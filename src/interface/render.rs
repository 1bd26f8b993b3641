use crate::models::{DayPlan, Food, PreferenceProfile};

/// Display the parsed preference record.
pub fn display_profile(profile: &PreferenceProfile) {
    println!();
    println!("=== Parsed Profile ===");
    println!("Calorie target: {} kcal", profile.calorie_target);

    let allergens = if profile.exclude_allergens.is_empty() {
        "(none)".to_string()
    } else {
        profile.exclude_allergens.join(", ")
    };
    println!("Excluded allergens: {}", allergens);

    let diets = if profile.dietary_preferences.is_empty() {
        "(none)".to_string()
    } else {
        profile
            .dietary_preferences
            .iter()
            .map(|t| t.label())
            .collect::<Vec<_>>()
            .join(", ")
    };
    println!("Dietary preferences: {}", diets);

    let macros = &profile.macro_preferences;
    let mut flags = Vec::new();
    if macros.high_protein {
        flags.push("high protein");
    }
    if macros.high_fiber {
        flags.push("high fiber");
    }
    if macros.low_carb {
        flags.push("low carb");
    }
    if macros.low_fat {
        flags.push("low fat");
    }
    let macros_str = if flags.is_empty() {
        "(none)".to_string()
    } else {
        flags.join(", ")
    };
    println!("Macro preferences: {}", macros_str);

    println!("Budget: {}", profile.budget_preference.label());
    println!("Prep time limit: {} min", profile.prep_time_limit);
    println!();
}

/// Display a full day plan: meals with rationale, totals, summary, checks.
pub fn display_day_plan(plan: &DayPlan) {
    println!();
    println!("=== Day Plan ===");
    println!();

    let max_name_len = plan
        .explanations
        .iter()
        .map(|e| e.food.name.len())
        .max()
        .unwrap_or(10);

    for explanation in &plan.explanations {
        println!(
            "{:<10} {:<width$} {:>4} kcal | {}",
            explanation.meal.label(),
            explanation.food.name,
            explanation.food.calories,
            explanation.rationale,
            width = max_name_len
        );
    }

    let totals = &plan.meal_plan;
    println!();
    println!("--- Totals ---");
    println!(
        "{} kcal | protein {}g | fiber {}g | carbs {}g | fat {}g",
        totals.total_calories,
        totals.total_protein,
        totals.total_fiber,
        totals.total_carbs,
        totals.total_fat
    );

    println!();
    println!("{}", plan.day_summary);

    let checks = &plan.validation_checks;
    println!();
    println!("--- Validation ---");
    println!("Allergens clear:       {}", check_mark(checks.allergens_clear));
    println!("Calories within range: {}", check_mark(checks.calories_within_range));
    println!("All meals explained:   {}", check_mark(checks.all_meals_explained));
    println!();
}

fn check_mark(ok: bool) -> &'static str {
    if ok { "yes" } else { "NO" }
}

/// Display a simple list of foods with their details.
pub fn display_food_list(foods: &[&Food], title: &str) {
    if foods.is_empty() {
        println!("{}: (none)", title);
        return;
    }

    println!();
    println!("=== {} ({} items) ===", title, foods.len());
    println!();

    for food in foods {
        println!("  {}", food.debug_string());
    }

    println!();
}
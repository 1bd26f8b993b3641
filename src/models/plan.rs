use serde::{Deserialize, Serialize};

use crate::models::{Food, PreferenceProfile};

/// One of the four meal positions in a day plan.
///
/// The order of the variants is the selection order: earlier slots pick
/// first and later slots see a pool shrunk by name exclusion.
#[derive(Debug, Clone, Copy, PartialEq, Eq, Serialize, Deserialize)]
#[serde(rename_all = "lowercase")]
pub enum MealSlot {
    Breakfast,
    Lunch,
    Dinner,
    Snack,
}

impl MealSlot {
    /// All slots in selection order.
    pub const ALL: [MealSlot; 4] = [
        MealSlot::Breakfast,
        MealSlot::Lunch,
        MealSlot::Dinner,
        MealSlot::Snack,
    ];

    pub fn label(self) -> &'static str {
        match self {
            MealSlot::Breakfast => "Breakfast",
            MealSlot::Lunch => "Lunch",
            MealSlot::Dinner => "Dinner",
            MealSlot::Snack => "Snack",
        }
    }
}

/// The four selected foods plus aggregate macro totals.
///
/// The foods are pairwise distinct by name; selection enforces this by
/// excluding already-chosen names from later slots.
#[derive(Debug, Clone, PartialEq, Serialize, Deserialize)]
pub struct MealSelection {
    pub breakfast: Food,
    pub lunch: Food,
    pub dinner: Food,
    pub snack: Food,
    pub total_calories: u32,
    pub total_protein: f64,
    pub total_fiber: f64,
    pub total_carbs: f64,
    pub total_fat: f64,
}

impl MealSelection {
    /// Build a selection from the four foods, deriving the totals.
    pub fn new(breakfast: Food, lunch: Food, dinner: Food, snack: Food) -> Self {
        let foods = [&breakfast, &lunch, &dinner, &snack];
        let total_calories = foods.iter().map(|f| f.calories).sum();
        let total_protein = foods.iter().map(|f| f.protein_g).sum();
        let total_fiber = foods.iter().map(|f| f.fiber_g).sum();
        let total_carbs = foods.iter().map(|f| f.carbs_g).sum();
        let total_fat = foods.iter().map(|f| f.fat_g).sum();

        Self {
            breakfast,
            lunch,
            dinner,
            snack,
            total_calories,
            total_protein,
            total_fiber,
            total_carbs,
            total_fat,
        }
    }

    /// The four foods in slot order.
    pub fn foods(&self) -> [&Food; 4] {
        [&self.breakfast, &self.lunch, &self.dinner, &self.snack]
    }

    pub fn food_for(&self, slot: MealSlot) -> &Food {
        match slot {
            MealSlot::Breakfast => &self.breakfast,
            MealSlot::Lunch => &self.lunch,
            MealSlot::Dinner => &self.dinner,
            MealSlot::Snack => &self.snack,
        }
    }
}

/// A chosen food with the human-readable reasons it was picked.
#[derive(Debug, Clone, PartialEq, Serialize, Deserialize)]
pub struct MealExplanation {
    pub meal: MealSlot,
    pub food: Food,
    pub rationale: String,
}

/// Post-construction validation flags for a day plan.
#[derive(Debug, Clone, Copy, PartialEq, Eq, Serialize, Deserialize)]
pub struct ValidationChecks {
    pub allergens_clear: bool,
    pub calories_within_range: bool,
    pub all_meals_explained: bool,
}

/// A fully assembled day plan.
///
/// Constructed atomically by the assembler and never mutated afterwards; a
/// substitution request produces an entirely new plan from a modified copy
/// of the profile.
#[derive(Debug, Clone, PartialEq, Serialize, Deserialize)]
pub struct DayPlan {
    pub profile_used: PreferenceProfile,
    pub meal_plan: MealSelection,
    pub explanations: Vec<MealExplanation>,
    pub day_summary: String,
    pub validation_checks: ValidationChecks,
}
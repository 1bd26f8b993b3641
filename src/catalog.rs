use std::path::Path;

use crate::error::Result;
use crate::models::Food;

/// Load the food catalog from a CSV file.
///
/// Expected header: `name,calories,allergens,protein_g,fiber_g,carbs_g,
/// fat_g,cuisine,glycemic_index,price_tier,prep_time_min`.
pub fn load_catalog<P: AsRef<Path>>(path: P) -> Result<Vec<Food>> {
    let mut reader = csv::Reader::from_path(path)?;
    let mut foods = Vec::new();
    for record in reader.deserialize() {
        let food: Food = record?;
        foods.push(food);
    }
    Ok(foods)
}

/// Load the catalog, degrading to an empty list on any read failure.
///
/// The decision core treats an empty catalog as any other short pool and
/// surfaces `InsufficientCandidates`, so callers that cannot recover a
/// missing file get a constraint-level message instead of a crash.
pub fn load_catalog_or_empty<P: AsRef<Path>>(path: P) -> Vec<Food> {
    match load_catalog(&path) {
        Ok(foods) => foods,
        Err(e) => {
            eprintln!(
                "Warning: could not read catalog {}: {}",
                path.as_ref().display(),
                e
            );
            Vec::new()
        }
    }
}
pub mod prompts;
pub mod render;

pub use prompts::{
    find_food, prompt_profile_text, prompt_substitution_request, prompt_yes_no, SAMPLE_PROFILES,
};
pub use render::{display_day_plan, display_food_list, display_profile};
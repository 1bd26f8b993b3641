mod food;
mod plan;
mod profile;

pub use food::Food;
pub use plan::{DayPlan, MealExplanation, MealSelection, MealSlot, ValidationChecks};
pub use profile::{BudgetPreference, DietTag, MacroPreferences, PreferenceProfile};
#![allow(dead_code)]

use axum::{
    http::StatusCode,
    response::{IntoResponse, Response},
    Json,
};
use serde_json::json;
use thiserror::Error;

/// Application-level error type.
/// Implements `IntoResponse` so Axum handlers can return `Result<T, AppError>`.
///
/// Every failure is caught at the request boundary and rendered as the
/// standard envelope `{"error": {"code", "message"}}`; nothing propagates as
/// a process crash and nothing is retried at this layer.
#[derive(Debug, Error)]
pub enum AppError {
    /// Caller-supplied input rejected before any provider call.
    #[error("Validation error: {0}")]
    Validation(String),

    /// The provider credential was absent at startup.
    #[error("ANTHROPIC_API_KEY is not configured")]
    MissingApiKey,

    /// The external completion call failed (auth, quota, network, malformed
    /// request). Carries the provider-reported detail.
    #[error("Provider error: {0}")]
    Provider(String),

    /// The provider's text was not parseable JSON.
    #[error("Response parse error: {0}")]
    ResponseParse(String),

    /// The provider's JSON parsed but lacks required keys.
    #[error("Response shape error: {0}")]
    ResponseShape(String),

    #[error("Internal server error: {0}")]
    Internal(#[from] anyhow::Error),
}

impl IntoResponse for AppError {
    fn into_response(self) -> Response {
        let (status, code, message) = match &self {
            AppError::Validation(msg) => (StatusCode::BAD_REQUEST, "VALIDATION_ERROR", msg.clone()),
            AppError::MissingApiKey => (
                StatusCode::INTERNAL_SERVER_ERROR,
                "CONFIGURATION_ERROR",
                "ANTHROPIC_API_KEY not configured. Set it in the service environment.".to_string(),
            ),
            AppError::Provider(msg) => {
                tracing::error!("Provider error: {msg}");
                (
                    StatusCode::INTERNAL_SERVER_ERROR,
                    "PROVIDER_ERROR",
                    format!("Completion provider error: {msg}"),
                )
            }
            AppError::ResponseParse(msg) => {
                tracing::error!("Response parse error: {msg}");
                (
                    StatusCode::INTERNAL_SERVER_ERROR,
                    "PARSE_ERROR",
                    format!("JSON parsing error: {msg}"),
                )
            }
            AppError::ResponseShape(msg) => {
                tracing::error!("Response shape error: {msg}");
                (
                    StatusCode::INTERNAL_SERVER_ERROR,
                    "SHAPE_ERROR",
                    msg.clone(),
                )
            }
            AppError::Internal(e) => {
                tracing::error!("Internal error: {e:?}");
                (
                    StatusCode::INTERNAL_SERVER_ERROR,
                    "INTERNAL_ERROR",
                    format!("Server error: {e}"),
                )
            }
        };

        let body = Json(json!({
            "error": {
                "code": code,
                "message": message
            }
        }));

        (status, body).into_response()
    }
}

#[cfg(test)]
mod tests {
    use super::*;
    use axum::http::StatusCode;

    #[test]
    fn test_validation_maps_to_400() {
        let response = AppError::Validation("too short".to_string()).into_response();
        assert_eq!(response.status(), StatusCode::BAD_REQUEST);
    }

    #[test]
    fn test_missing_api_key_maps_to_500() {
        let response = AppError::MissingApiKey.into_response();
        assert_eq!(response.status(), StatusCode::INTERNAL_SERVER_ERROR);
    }

    #[test]
    fn test_shape_error_maps_to_500() {
        let response =
            AppError::ResponseShape("missing required keys: summary".to_string()).into_response();
        assert_eq!(response.status(), StatusCode::INTERNAL_SERVER_ERROR);
    }
}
○ ○ ○ ○ ○
_Your assignment:_
Scan the records above for the string "MealSelection", then copy each line where it turns up.

_Exercise result:_
pub struct MealSelection {
impl MealSelection {
    pub meal_plan: MealSelection,
pub use plan::{DayPlan, MealExplanation, MealSelection, MealSlot, ValidationChecks};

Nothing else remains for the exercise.